Pour la première fois dans l’Histoire, un missile balistique pouvant contenir des ogives nucléaires a été lancé sur une ville. Et personne ne dit rien en France. Le président Emmanuel Macron ne dit rien. Pour celui-ci, on peut le comprendre, il y a un climat de tension et il veut « gérer ».
Mais à gauche? La silence est total. Le Parti socialiste ne dit rien, le PCF ne dit rien, Lutte Ouvrière ne dit rien, le PRCF ne dit rien, le PCRF ne dit rien, Révolution permanente ne dit rien, etc., etc. C’est totalement incroyable. On marche comme des zombies à la guerre mondiale.
Et que donne justement la combinaison du silence d’Emmanuel Macron et celui de la Gauche en France? On l’aura compris, une nouvelle pièce mise discrètement dans la machine. C’est un cas d’école de narration parfaitement maîtrisée.
Toute en délicatesse, on ajoute une pierre à l’édifice du conflit armé avec la Russie. Lentement, mais sûrement, on fait sauter les digues. C’est là où vraiment la chronologie depuis le 26 février 2024 est essentielle.
Comment la narration belliciste a-t-elle procédé? Il a été pensé de la part d’Emmanuel Macron et de l’armée que prendre la parole directement et immédiatement apporterait une touche dramatique par définition contre-productive.
Aussi, c’est le ministre des Affaires étrangères Jean-Noël Barrot qui a pris la parole, le 23 novembre, soit 48 heures après l’utilisation du missile russe sur Dnipro. Et le média choisi est britannique, c’est la BBC, pour une interview retranscrite.
C’est très subtil, car très indirect. Les médias français reprennent certains propos, mais il n’y a rien de frontal. C’est fait pour passer tout en douceur.

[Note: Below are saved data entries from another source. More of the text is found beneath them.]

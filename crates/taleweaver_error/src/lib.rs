//! Error types for the Taleweaver adventure client.
//!
//! This crate provides the foundation error types used throughout the
//! Taleweaver workspace.
//!
//! # Error Hierarchy
//!
//! All errors follow the `ErrorKind` + wrapper struct pattern:
//! - `*ErrorKind` enum defines specific error conditions
//! - `*Error` struct wraps the kind with source location tracking
//! - All errors use `#[track_caller]` for automatic location capture
//!
//! # Examples
//!
//! ```
//! use taleweaver_error::{TaleweaverResult, TransportError, TransportErrorKind};
//!
//! fn fetch_reply() -> TaleweaverResult<String> {
//!     Err(TransportError::new(TransportErrorKind::Http("Connection refused".into())))?
//! }
//!
//! match fetch_reply() {
//!     Ok(reply) => println!("Got: {}", reply),
//!     Err(e) => eprintln!("Error: {}", e),
//! }
//! ```

#![forbid(unsafe_code)]
#![warn(missing_docs)]

mod config;
mod error;
mod prompt;
mod tale;
mod transport;

pub use config::ConfigError;
pub use error::{TaleweaverError, TaleweaverErrorKind, TaleweaverResult};
pub use prompt::{PromptError, PromptErrorKind};
pub use tale::{TaleError, TaleErrorKind};
pub use transport::{TransportError, TransportErrorKind};
//! Decoder for free-form (Story-Teller-mode) responses.
//!
//! The whole stream is narrative. Escape sequences can still be split
//! across fragment boundaries, so a small carry buffer holds any
//! trailing incomplete sequence between fragments.

use futures_util::{pin_mut, Stream, StreamExt};
use taleweaver_error::TaleweaverResult;

use crate::escape::{decode_escape_at, EscapeOutcome};
use crate::event::DecodeEvent;

/// Decode a Story-Teller-mode fragment stream into story fragments.
///
/// Each fragment is decoded together with the carry from the previous
/// one; a trailing incomplete escape becomes the new carry. When the
/// stream ends the carry is flushed verbatim, with an unterminated
/// trailing backslash emitted as a literal backslash rather than
/// dropped.
pub fn decode_plain_stream<S>(
    fragments: S,
) -> impl Stream<Item = TaleweaverResult<DecodeEvent>>
where
    S: Stream<Item = TaleweaverResult<String>>,
{
    async_stream::stream! {
        let mut carry = String::new();
        pin_mut!(fragments);
        while let Some(fragment) = fragments.next().await {
            match fragment {
                Ok(fragment) => {
                    carry.push_str(&fragment);
                    let (out, rest) = drain_decodable(&carry);
                    carry = rest;
                    if !out.is_empty() {
                        yield Ok(DecodeEvent::Story(out));
                    }
                }
                Err(e) => {
                    yield Err(e);
                    return;
                }
            }
        }
        if !carry.is_empty() {
            let out = flush_carry(&carry);
            if !out.is_empty() {
                yield Ok(DecodeEvent::Story(out));
            }
        }
    }
}

// Decode as much of `input` as possible; the remainder (a trailing
// incomplete escape, or nothing) becomes the next carry.
fn drain_decodable(input: &str) -> (String, String) {
    let mut out = String::new();
    let mut i = 0;
    while i < input.len() {
        let Some(ch) = input[i..].chars().next() else {
            break;
        };
        if ch == '\\' {
            match decode_escape_at(input, i) {
                EscapeOutcome::Incomplete => break,
                EscapeOutcome::Decoded { text, advance } => {
                    out.push_str(&text);
                    i += advance;
                }
            }
        } else {
            out.push(ch);
            i += ch.len_utf8();
        }
    }
    (out, input[i..].to_string())
}

// End-of-stream flush: an escape that is still incomplete can never
// complete now, so its backslash is emitted literally and scanning
// resumes one byte later.
fn flush_carry(carry: &str) -> String {
    let mut out = String::new();
    let mut i = 0;
    while i < carry.len() {
        let Some(ch) = carry[i..].chars().next() else {
            break;
        };
        if ch == '\\' {
            match decode_escape_at(carry, i) {
                EscapeOutcome::Incomplete => {
                    out.push('\\');
                    i += 1;
                }
                EscapeOutcome::Decoded { text, advance } => {
                    out.push_str(&text);
                    i += advance;
                }
            }
        } else {
            out.push(ch);
            i += ch.len_utf8();
        }
    }
    out
}
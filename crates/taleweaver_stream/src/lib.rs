//! Incremental decoders for streamed model output.
//!
//! A model response arrives as an ordered sequence of text fragments cut
//! at arbitrary byte positions. This crate turns that sequence into an
//! ordered sequence of [`DecodeEvent`]s: narrative fragments as soon as
//! they can be decoded, and (in GM mode) a single structured actions
//! result once the stream has fully ended.
//!
//! The decoders are pure with respect to world state: they read
//! fragments and return data. Cancellation belongs to the fragment
//! source; when the source ends early the decoders finish promptly
//! without emitting actions.

#![forbid(unsafe_code)]
#![warn(missing_docs)]

mod escape;
mod event;
mod json_decoder;
mod plain;

pub use escape::{decode_escape_at, EscapeOutcome};
pub use event::DecodeEvent;
pub use json_decoder::decode_json_stream;
pub use plain::decode_plain_stream;

use futures_util::stream::BoxStream;
use futures_util::{Stream, StreamExt};
use taleweaver_core::GameMode;
use taleweaver_error::TaleweaverResult;

/// Select the decoder for the given game mode.
///
/// GM mode expects structured JSON with a story field and an actions
/// array; Story-Teller mode treats the whole stream as narrative.
pub fn decode_stream<S>(
    mode: GameMode,
    fragments: S,
) -> BoxStream<'static, TaleweaverResult<DecodeEvent>>
where
    S: Stream<Item = TaleweaverResult<String>> + Send + 'static,
{
    match mode {
        GameMode::Gm => decode_json_stream(fragments).boxed(),
        GameMode::StoryTeller => decode_plain_stream(fragments).boxed(),
    }
}
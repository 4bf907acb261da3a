//! Model descriptor returned by transport adapters.

use serde::{Deserialize, Serialize};

/// A language model offered by a provider.
#[derive(Debug, Clone, PartialEq, Eq, Serialize, Deserialize)]
pub struct LlmModel {
    /// Provider-scoped model identifier (e.g., "mistralai/mistral-small")
    pub id: String,
    /// Human-readable model name
    pub name: String,
    /// Maximum context window in tokens, when the provider reports one
    pub context_length: Option<usize>,
}

impl LlmModel {
    /// Create a new model descriptor.
    pub fn new(id: impl Into<String>, name: impl Into<String>, context_length: Option<usize>) -> Self {
        Self {
            id: id.into(),
            name: name.into(),
            context_length,
        }
    }
}
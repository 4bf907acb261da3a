//! Turn orchestration for the Taleweaver adventure client.
//!
//! This crate owns the moving parts around the pure prompt/stream layers:
//! the tale session (the only mutator of world state), the turn
//! orchestrator state machine, engine settings, and the traits hosts
//! implement to supply transport and persistence.

#![forbid(unsafe_code)]
#![warn(missing_docs)]

mod orchestrator;
mod session;
mod settings;
mod traits;

pub use orchestrator::{
    CancelHandle, Orchestrator, SilentObserver, TurnObserver, TurnPhase, FALLBACK_NARRATIVE,
};
pub use session::{TaleSession, MAX_UNDO_DEPTH};
pub use settings::Settings;
pub use traits::{ChatBackend, ChatReply, TaleRepository};
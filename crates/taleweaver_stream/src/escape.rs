//! Escape-sequence decoding over a partially-received buffer.
//!
//! Model output arrives in arbitrary fragment boundaries, so an escape
//! sequence can be cut anywhere. The decoder therefore distinguishes a
//! *malformed* escape (passed through verbatim) from a *truncated* one
//! (the caller must wait for more input before interpreting it).

/// Result of decoding the escape sequence starting at a given position.
#[derive(Debug, Clone, PartialEq, Eq)]
pub enum EscapeOutcome {
    /// A sequence was consumed; append `text` and skip `advance` bytes.
    Decoded {
        /// Decoded replacement text (raw passthrough for malformed hex)
        text: String,
        /// Bytes consumed from the source, including the backslash
        advance: usize,
    },
    /// The sequence is cut off at the end of the buffer; wait for more.
    Incomplete,
}

fn decoded(text: impl Into<String>, advance: usize) -> EscapeOutcome {
    EscapeOutcome::Decoded {
        text: text.into(),
        advance,
    }
}

/// Decode the escape sequence at byte offset `i` in `src`.
///
/// `src[i]` must be a backslash on a char boundary. Recognizes the
/// single-character escapes, `\xHH`, and `\uHHHH` including UTF-16
/// surrogate pairs spanning two `\u` escapes. Unknown escapes pass
/// through verbatim; hex sequences with invalid digits pass through raw
/// rather than being dropped.
pub fn decode_escape_at(src: &str, i: usize) -> EscapeOutcome {
    let bytes = src.as_bytes();
    debug_assert_eq!(bytes.get(i), Some(&b'\\'));
    let Some(&code) = bytes.get(i + 1) else {
        return EscapeOutcome::Incomplete;
    };
    match code {
        b'"' | b'\'' | b'\\' => decoded(char::from(code), 2),
        b'n' => decoded('\n', 2),
        b'r' => decoded('\r', 2),
        b't' => decoded('\t', 2),
        b'b' => decoded('\u{0008}', 2),
        b'f' => decoded('\u{000C}', 2),
        b'v' => decoded('\u{000B}', 2),
        b'0' => decoded('\0', 2),
        b'x' => {
            if i + 4 > src.len() {
                return EscapeOutcome::Incomplete;
            }
            match src
                .get(i + 2..i + 4)
                .and_then(|h| u8::from_str_radix(h, 16).ok())
            {
                Some(byte) => decoded(char::from(byte), 4),
                // Invalid digits: emit the raw text uninterpreted.
                None => match src.get(i..i + 4) {
                    Some(raw) => decoded(raw, 4),
                    None => passthrough_unknown(src, i),
                },
            }
        }
        b'u' => decode_unicode_escape(src, i),
        _ => passthrough_unknown(src, i),
    }
}

fn decode_unicode_escape(src: &str, i: usize) -> EscapeOutcome {
    if i + 6 > src.len() {
        return EscapeOutcome::Incomplete;
    }
    let Some(unit) = src
        .get(i + 2..i + 6)
        .and_then(|h| u16::from_str_radix(h, 16).ok())
    else {
        return match src.get(i..i + 6) {
            Some(raw) => decoded(raw, 6),
            None => passthrough_unknown(src, i),
        };
    };

    if (0xD800..=0xDBFF).contains(&unit) {
        // High surrogate: a valid low surrogate must follow as a second
        // \uHHHH escape before the pair can be decoded.
        if i + 12 <= src.len() {
            let low = src
                .get(i + 6..i + 12)
                .and_then(|tail| tail.strip_prefix("\\u"))
                .and_then(|h| u16::from_str_radix(h, 16).ok())
                .filter(|low| (0xDC00..=0xDFFF).contains(low));
            if let Some(low) = low {
                let cp = 0x10000 + ((u32::from(unit) - 0xD800) << 10) + (u32::from(low) - 0xDC00);
                if let Some(ch) = char::from_u32(cp) {
                    return decoded(ch, 12);
                }
            }
        }
        return EscapeOutcome::Incomplete;
    }

    match char::from_u32(u32::from(unit)) {
        Some(ch) => decoded(ch, 6),
        // Lone low surrogate: not representable, pass through raw.
        None => match src.get(i..i + 6) {
            Some(raw) => decoded(raw, 6),
            None => passthrough_unknown(src, i),
        },
    }
}

// Unknown escape code: keep the backslash and the following char as-is.
fn passthrough_unknown(src: &str, i: usize) -> EscapeOutcome {
    match src[i + 1..].chars().next() {
        Some(ch) => decoded(format!("\\{ch}"), 1 + ch.len_utf8()),
        None => EscapeOutcome::Incomplete,
    }
}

Le contenu des propos est par contre tout ce qu’il y a de plus clair et confirme toutes nos analyses. On va à la guerre, on est en plein dans le processus. La première phrase dit tout déjà :
« Il n’y a pas de « lignes rouges » en ce qui concerne le soutien à l’Ukraine, a déclaré le ministre français des affaires étrangères à la BBC. »
La ligne rouge à laquelle il est principalement fait allusion, on le sait depuis le 26 février 2024, c’est l’envoi de troupes au sol.
Et pour que les choses soient claires, le thème est ouvertement abordé.
Interrogé sur l’éventualité d’une participation des troupes françaises aux combats, il a déclaré : « Nous n’écartons aucune option ».
« Nous soutiendrons l’Ukraine aussi intensément et aussi longtemps que nécessaire. Pourquoi ? Parce que c’est notre sécurité qui est en jeu. Chaque fois que l’armée russe progresse d’un kilomètre carré, la menace se rapproche d’un kilomètre carré de l’Europe », a-t-il déclaré.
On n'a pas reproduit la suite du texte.